Опубликовано в журнале Неприкосновенный запас, номер 3, 2002
В последнее время среди специалистов в области сравнительной политэкономии посткоммунистических преобразований начало складываться нечто вроде консенсуса. В его основе — признание того факта, что политика оказывает большое влияние на результаты экономических реформ и что первоначальные предположения касательно оптимальной стратегии и институциональной базы реформ были ошибочными. Согласно этой точке зрения, именно политическими факторами объясняется разделение посткоммунистических государств на три группы в зависимости от глубины реформ, причем наиболее деструктивным экономически оказывается промежуточное положение частичной реформированности. Высокая степень реформированности создает определенную инерцию экономического развития, когда по мере реформирования экономические успехи и появление новых экономических акторов являются стимулом к продолжению реформ. На противоположном конце спектра, где реформы крайне ограниченны или вовсе отсутствуют, государства в значительной степени сохраняют статус-кво; их экономики не растут, но и не переживают коллапс. Государства же в состоянии частичной реформированности лишены и выгод экономического роста, и преимуществ стабильности. Вместо этого, перекосы в экономической системе и неравенство, сложившееся в результате частичной реформы, приводят к тому, что “победители” начального этапа реформ противостоят их дальнейшему углублению, которое может подорвать их позиции; частично реформированные государства, таким образом, попадают в ситуацию пагубного равновесия сил.

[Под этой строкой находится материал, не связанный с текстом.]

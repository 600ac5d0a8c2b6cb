//! Turns decoded pixel indices into finished, standalone frames.

use log::debug;

use crate::frame::{Bitmap, Frame};
use crate::options::DisposalMode;
use crate::parser::{ColorTable, DisposalMethod};

// (first row, row step) for each of the four interlace passes
const INTERLACE_PASSES: [(usize, usize); 4] = [(0, 8), (4, 8), (2, 4), (1, 2)];

/// Placement and control data of the image being composited.
#[derive(Debug, Clone, Copy)]
pub(crate) struct ImageBlock {
    pub(crate) left: u16,
    pub(crate) top: u16,
    pub(crate) width: u16,
    pub(crate) height: u16,
    pub(crate) interlaced: bool,
    pub(crate) transparency: Option<u8>,
    pub(crate) disposal_method: DisposalMethod,
}

pub(crate) struct Compositor {
    mode: DisposalMode,
    screen_width: u32,
    screen_height: u32,
    deinterlaced: Vec<u8>,
    // canvas the last frame was drawn over, kept only when that frame restores to previous
    restore_base: Option<Bitmap>,
}

impl Compositor {
    pub(crate) fn new(mode: DisposalMode) -> Self {
        Self {
            mode,
            screen_width: 0,
            screen_height: 0,
            deinterlaced: Vec::new(),
            restore_base: None,
        }
    }

    pub(crate) fn set_screen(&mut self, width: u16, height: u16) {
        self.screen_width = width.into();
        self.screen_height = height.into();
    }

    /// Composites `pixels` (one palette index per pixel of `image`) over `previous`.
    pub(crate) fn composite(
        &mut self,
        image: &ImageBlock,
        pixels: &[u8],
        color_table: &ColorTable,
        previous: Option<&Frame>,
    ) -> Bitmap {
        let pixels = if image.interlaced {
            deinterlace(pixels, image.width.into(), &mut self.deinterlaced);
            &self.deinterlaced[..]
        } else {
            pixels
        };

        let blank = || Bitmap::new(self.screen_width, self.screen_height);

        let (mut canvas, clear_transparent) = match self.mode {
            DisposalMode::Simplified => match previous {
                Some(frame) if frame.disposal_method.is_restore() => (blank(), true),
                Some(frame) => (frame.image.clone(), false),
                None => (blank(), false),
            },
            DisposalMode::Conformant => {
                let canvas = match previous {
                    Some(frame) => match frame.disposal_method {
                        DisposalMethod::RestoreBackground => {
                            let mut canvas = frame.image.clone();
                            canvas.clear_rect(
                                frame.left.into(),
                                frame.top.into(),
                                frame.width.into(),
                                frame.height.into(),
                            );
                            canvas
                        }
                        DisposalMethod::RestorePrevious => {
                            self.restore_base.take().unwrap_or_else(blank)
                        }
                        DisposalMethod::None | DisposalMethod::Keep => frame.image.clone(),
                    },
                    None => blank(),
                };
                self.restore_base = (image.disposal_method == DisposalMethod::RestorePrevious)
                    .then(|| canvas.clone());
                (canvas, false)
            }
        };

        debug!(
            "compositing {}x{} at ({}, {}) over {}",
            image.width,
            image.height,
            image.left,
            image.top,
            if clear_transparent { "a blank canvas" } else { "the previous frame" }
        );
        draw(&mut canvas, image, pixels, color_table, clear_transparent);
        canvas
    }
}

/// Puts the rows of an interlaced image back in top to bottom order.
///
/// `out` is only reallocated when the pixel count changes.
pub(crate) fn deinterlace(pixels: &[u8], width: usize, out: &mut Vec<u8>) {
    if out.len() != pixels.len() {
        *out = vec![0; pixels.len()];
    }
    if width == 0 {
        return;
    }
    let height = pixels.len() / width;
    let mut rows = pixels.chunks_exact(width);
    for (first_row, step) in INTERLACE_PASSES {
        for row in (first_row..height).step_by(step) {
            let Some(source) = rows.next() else {
                return;
            };
            out[row * width..(row + 1) * width].copy_from_slice(source);
        }
    }
}

fn draw(
    canvas: &mut Bitmap,
    image: &ImageBlock,
    pixels: &[u8],
    color_table: &ColorTable,
    clear_transparent: bool,
) {
    let width = image.width as usize;
    if width == 0 {
        return;
    }
    for (y, row) in pixels.chunks_exact(width).enumerate() {
        let canvas_y = image.top as u32 + y as u32;
        if canvas_y >= canvas.height() {
            break;
        }
        for (x, &index) in row.iter().enumerate() {
            let canvas_x = image.left as u32 + x as u32;
            if canvas_x >= canvas.width() {
                break;
            }
            if image.transparency == Some(index) {
                if clear_transparent {
                    canvas.set_pixel(canvas_x, canvas_y, [0; 4]);
                }
                continue;
            }
            let [r, g, b] = color_table.resolve(index);
            canvas.set_pixel(canvas_x, canvas_y, [r, g, b, 255]);
        }
    }
}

Подобная схема, подводящая итоги первого десятилетия реформ, имеет много привлекательных черт. Тем не менее ее авторы заблуждаются, утверждая, что состояние частичной реформированности есть результат равновесия сил в обществе, поддерживаемого “победителями” начального этапа реформ. С моей точки зрения, в целом ряде случаев состояние частичной реформированности является продуктом фискальных кризисов, характерных для посткоммунистических государств; эти кризисы мешают новым экономическим акторам взять под контроль политический процесс и стимулировать продолжение реформ. Я собираюсь показать, что именно по такому сценарию развивались события и в России; сначала, однако, целесообразно напомнить основные доводы сторонников и противников теории равновесия.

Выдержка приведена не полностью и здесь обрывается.